Although distant from the frontline, Egypt—the Arab world's most populous nation—is acutely vulnerable to such geopolitical tremors. The Egyptian pound touched a new record low against the dollar this week. Compounding the crisis, major shipping firms have begun rerouting vessels away from the Suez Canal, threatening a crucial stream of foreign currency.
For many, the price hike is a grimly familiar story. Egypt has undertaken multiple fuel subsidy cuts over the past two years, each triggering waves of inflation that erode purchasing power. While inflation has cooled to 13.4% from a peak of 40% in August 2024, the psychological and financial scars remain deep.
"There is no war here, but we feel its weight every day," remarked Ahmed Hassan, a 33-year-old taxi driver. "Filling the tank this morning was a shock."
The government has moved to contain public discontent, warning that price gougers could face military trials and announcing austerity measures, including limits on non-essential government travel and rationed street lighting. Prime Minister Moustafa Madbouli also pledged raises for public sector salaries and suggested the fuel measures could be revised if the regional conflict de-escalates.

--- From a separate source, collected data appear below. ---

//! Held-direction flags and expiring swipe pulses
//!
//! Event closures only flip flags here; the game loop samples the whole thing
//! once per frame into a [`TickInput`]. Swipes don't use a delayed clear:
//! each pulse records its own expiry timestamp and a newer swipe replaces any
//! pulse still pending, so opposite swipes in quick succession can't race a
//! stale clear-timer.

use crate::consts::{SWIPE_MIN_DISTANCE, SWIPE_PULSE_MS};
use crate::sim::TickInput;

/// The four pan directions
#[derive(Debug, Clone, Copy, PartialEq, Eq)]
pub enum Direction {
    Up,
    Down,
    Left,
    Right,
}

impl Direction {
    fn index(self) -> usize {
        match self {
            Direction::Up => 0,
            Direction::Down => 1,
            Direction::Left => 2,
            Direction::Right => 3,
        }
    }
}

/// Aggregated input flags, shared between event closures and the game loop
#[derive(Debug, Clone, Default)]
pub struct InputState {
    /// Directions held via keyboard or touch buttons
    held: [bool; 4],
    /// Swipe pulses: expiry timestamp per direction, if one is pending
    pulses: [Option<f64>; 4],
    /// Where the current touch began, for swipe recognition
    swipe_origin: Option<(f32, f32)>,
}

impl InputState {
    pub fn new() -> Self {
        Self::default()
    }

    /// Handle a key press. Returns `true` if the key is one of the 12
    /// recognized bindings (arrows plus both cases of WASD), so the caller
    /// knows whether to swallow the event.
    pub fn key_down(&mut self, key: &str) -> bool {
        match Self::bind(key) {
            Some(dir) => {
                self.press(dir);
                true
            }
            None => false,
        }
    }

    /// Handle a key release. Same recognition rules as [`key_down`](Self::key_down).
    pub fn key_up(&mut self, key: &str) -> bool {
        match Self::bind(key) {
            Some(dir) => {
                self.release(dir);
                true
            }
            None => false,
        }
    }

    fn bind(key: &str) -> Option<Direction> {
        match key {
            "ArrowUp" | "w" | "W" => Some(Direction::Up),
            "ArrowDown" | "s" | "S" => Some(Direction::Down),
            "ArrowLeft" | "a" | "A" => Some(Direction::Left),
            "ArrowRight" | "d" | "D" => Some(Direction::Right),
            _ => None,
        }
    }

    /// Hold a direction (key down, button press)
    pub fn press(&mut self, dir: Direction) {
        self.held[dir.index()] = true;
    }

    /// Release a direction (key up, button release)
    pub fn release(&mut self, dir: Direction) {
        self.held[dir.index()] = false;
    }

    /// Record where a touch started, for swipe recognition on release
    pub fn begin_swipe(&mut self, x: f32, y: f32) {
        self.swipe_origin = Some((x, y));
    }

    /// Finish a swipe gesture. Emits a pulse when the travel beats the
    /// threshold: dominant axis wins, ties go horizontal. Any pending pulse
    /// is replaced. Returns the pulsed direction, if any.
    pub fn end_swipe(&mut self, x: f32, y: f32, now: f64) -> Option<Direction> {
        let (ox, oy) = self.swipe_origin.take()?;
        let dx = x - ox;
        let dy = y - oy;

        let dir = if dx.abs() >= dy.abs() {
            if dx.abs() < SWIPE_MIN_DISTANCE {
                return None;
            }
            if dx > 0.0 { Direction::Right } else { Direction::Left }
        } else {
            if dy.abs() < SWIPE_MIN_DISTANCE {
                return None;
            }
            if dy > 0.0 { Direction::Down } else { Direction::Up }
        };

        self.pulses = [None; 4];
        self.pulses[dir.index()] = Some(now + SWIPE_PULSE_MS);
        Some(dir)
    }

    /// Drop all held flags and pending pulses (game restart)
    pub fn clear(&mut self) {
        *self = Self::default();
    }

    /// Snapshot the effective directions for one tick
    pub fn sample(&self, now: f64) -> TickInput {
        let active = |dir: Direction| {
            self.held[dir.index()] || self.pulses[dir.index()].is_some_and(|expiry| now < expiry)
        };
        TickInput {
            up: active(Direction::Up),
            down: active(Direction::Down),
            left: active(Direction::Left),
            right: active(Direction::Right),
        }
    }
}

#[cfg(test)]
mod tests {
    use super::*;

    #[test]
    fn test_all_twelve_keys_recognized() {
        let mut input = InputState::new();
        for key in [
            "ArrowUp", "ArrowDown", "ArrowLeft", "ArrowRight", "w", "a", "s", "d", "W", "A", "S",
            "D",
        ] {
            assert!(input.key_down(key), "{key} should be recognized");
            assert!(input.key_up(key));
        }
    }

    #[test]
    fn test_unknown_keys_ignored() {
        let mut input = InputState::new();
        for key in ["x", "Escape", " ", "Enter", "ArrowUpLeft"] {
            assert!(!input.key_down(key));
        }
        assert_eq!(input.sample(0.0), TickInput::default());
    }

    #[test]
    fn test_case_variants_share_a_flag() {
        let mut input = InputState::new();
        input.key_down("w");
        assert!(input.sample(0.0).up);
        // Release via the other case still clears the direction
        input.key_up("W");
        assert!(!input.sample(0.0).up);
    }

    #[test]
    fn test_hold_and_release() {
        let mut input = InputState::new();
        input.press(Direction::Left);
        input.press(Direction::Down);
        let sampled = input.sample(0.0);
        assert!(sampled.left && sampled.down);
        assert!(!sampled.up && !sampled.right);

        input.release(Direction::Left);
        assert!(!input.sample(0.0).left);
        assert!(input.sample(0.0).down);
    }

    #[test]
    fn test_swipe_below_threshold_ignored() {
        let mut input = InputState::new();
        input.begin_swipe(100.0, 100.0);
        assert_eq!(input.end_swipe(120.0, 110.0, 0.0), None);
        assert_eq!(input.sample(0.0), TickInput::default());
    }

    #[test]
    fn test_swipe_dominant_axis_wins() {
        let mut input = InputState::new();
        input.begin_swipe(100.0, 100.0);
        assert_eq!(input.end_swipe(110.0, 180.0, 0.0), Some(Direction::Down));
        assert!(input.sample(100.0).down);
    }

    #[test]
    fn test_swipe_tie_goes_horizontal() {
        let mut input = InputState::new();
        input.begin_swipe(0.0, 0.0);
        assert_eq!(input.end_swipe(-40.0, 40.0, 0.0), Some(Direction::Left));
    }

    #[test]
    fn test_pulse_expires() {
        let mut input = InputState::new();
        input.begin_swipe(0.0, 0.0);
        input.end_swipe(50.0, 0.0, 1000.0);
        assert!(input.sample(1000.0).right);
        assert!(input.sample(1299.0).right);
        assert!(!input.sample(1300.0).right);
    }

    #[test]
    fn test_new_swipe_replaces_pending_pulse() {
        let mut input = InputState::new();
        input.begin_swipe(0.0, 0.0);
        input.end_swipe(50.0, 0.0, 1000.0);

        // Opposite swipe lands before the first pulse would have expired
        input.begin_swipe(50.0, 0.0);
        input.end_swipe(0.0, 0.0, 1100.0);

        let sampled = input.sample(1150.0);
        assert!(sampled.left);
        assert!(!sampled.right);
        // The replacement pulse runs its own full window
        assert!(input.sample(1399.0).left);
        assert!(!input.sample(1400.0).left);
    }

    #[test]
    fn test_pulse_does_not_clear_held_keys() {
        let mut input = InputState::new();
        input.key_down("ArrowUp");
        input.begin_swipe(0.0, 0.0);
        input.end_swipe(50.0, 0.0, 0.0);

        let sampled = input.sample(100.0);
        assert!(sampled.up);
        assert!(sampled.right);
    }

    #[test]
    fn test_end_swipe_without_begin_is_noop() {
        let mut input = InputState::new();
        assert_eq!(input.end_swipe(500.0, 0.0, 0.0), None);
    }

    #[test]
    fn test_clear_drops_everything() {
        let mut input = InputState::new();
        input.key_down("a");
        input.begin_swipe(0.0, 0.0);
        input.end_swipe(50.0, 0.0, 0.0);
        input.clear();
        assert_eq!(input.sample(100.0), TickInput::default());
    }
}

Yet, skepticism runs high among those bearing the brunt. "In Egypt, what goes up in price never comes down," said Walid Ibrahim, another cab driver, shaking his head at a petrol station. His sentiment underscores a broader distrust in the face of relentless economic pressure.
Voices from the Street
Nadia El-Sherif, Economics Professor at Cairo University: "This is a textbook case of imported inflation. Egypt's dependency on global energy markets and the Suez Canal revenue makes it a direct casualty of regional instability. The government's fiscal measures are a stopgap; structural economic diversification is the long-term imperative."

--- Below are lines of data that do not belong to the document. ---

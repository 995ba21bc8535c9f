//! User preferences
//!
//! Persisted separately from the high score in LocalStorage.

use serde::{Deserialize, Serialize};

/// Game settings/preferences
#[derive(Debug, Clone, Serialize, Deserialize)]
pub struct Settings {
    /// Show the FPS counter in the HUD
    pub show_fps: bool,
    /// Keep the frame outline solid red during invincibility instead of
    /// flashing (accessibility)
    pub reduced_flash: bool,
    /// Enable swipe gestures on the game container
    pub swipe_controls: bool,
}

impl Default for Settings {
    fn default() -> Self {
        Self {
            show_fps: false,
            reduced_flash: false,
            swipe_controls: true,
        }
    }
}

impl Settings {
    /// LocalStorage key
    #[allow(dead_code)]
    const STORAGE_KEY: &'static str = "speaker_cam_settings";

    /// Load settings from LocalStorage (WASM only)
    #[cfg(target_arch = "wasm32")]
    pub fn load() -> Self {
        let storage = web_sys::window()
            .and_then(|w| w.local_storage().ok())
            .flatten();

        if let Some(storage) = storage {
            if let Ok(Some(json)) = storage.get_item(Self::STORAGE_KEY) {
                if let Ok(settings) = serde_json::from_str(&json) {
                    log::info!("Loaded settings from LocalStorage");
                    return settings;
                }
            }
        }

        log::info!("Using default settings");
        Self::default()
    }

    /// Save settings to LocalStorage (WASM only)
    #[cfg(target_arch = "wasm32")]
    pub fn save(&self) {
        let storage = web_sys::window()
            .and_then(|w| w.local_storage().ok())
            .flatten();

        if let Some(storage) = storage {
            if let Ok(json) = serde_json::to_string(self) {
                let _ = storage.set_item(Self::STORAGE_KEY, &json);
                log::info!("Settings saved");
            }
        }
    }

    /// Native stubs
    #[cfg(not(target_arch = "wasm32"))]
    pub fn load() -> Self {
        Self::default()
    }

    #[cfg(not(target_arch = "wasm32"))]
    pub fn save(&self) {
        // No-op for native
    }
}

#[cfg(test)]
mod tests {
    use super::*;

    #[test]
    fn test_settings_json_round_trip() {
        let settings = Settings {
            show_fps: true,
            reduced_flash: true,
            swipe_controls: false,
        };
        let json = serde_json::to_string(&settings).unwrap();
        let back: Settings = serde_json::from_str(&json).unwrap();
        assert_eq!(back.show_fps, settings.show_fps);
        assert_eq!(back.reduced_flash, settings.reduced_flash);
        assert_eq!(back.swipe_controls, settings.swipe_controls);
    }
}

Karim Farag, Small Business Owner: "My delivery costs doubled overnight. How am I supposed to keep my prices stable? This isn't just about fuel; it's a chain reaction that will squeeze every small enterprise out of business if it continues."
Mona Khalil, Teacher & Mother of Three (sharper, emotional tone): "It's outrageous! They blame a war thousands of miles away while people here are starving. We're told to tighten our belts, but we have no notches left! These 'austerity' measures always punish the poor. When will the government stop making us pay for crises we didn't create?"
Youssef Mansour, Retired Civil Servant: "I've seen this cycle before. Prices surge, promises are made, and little changes for the average person. My pension buys less each month. Stability feels like a distant memory."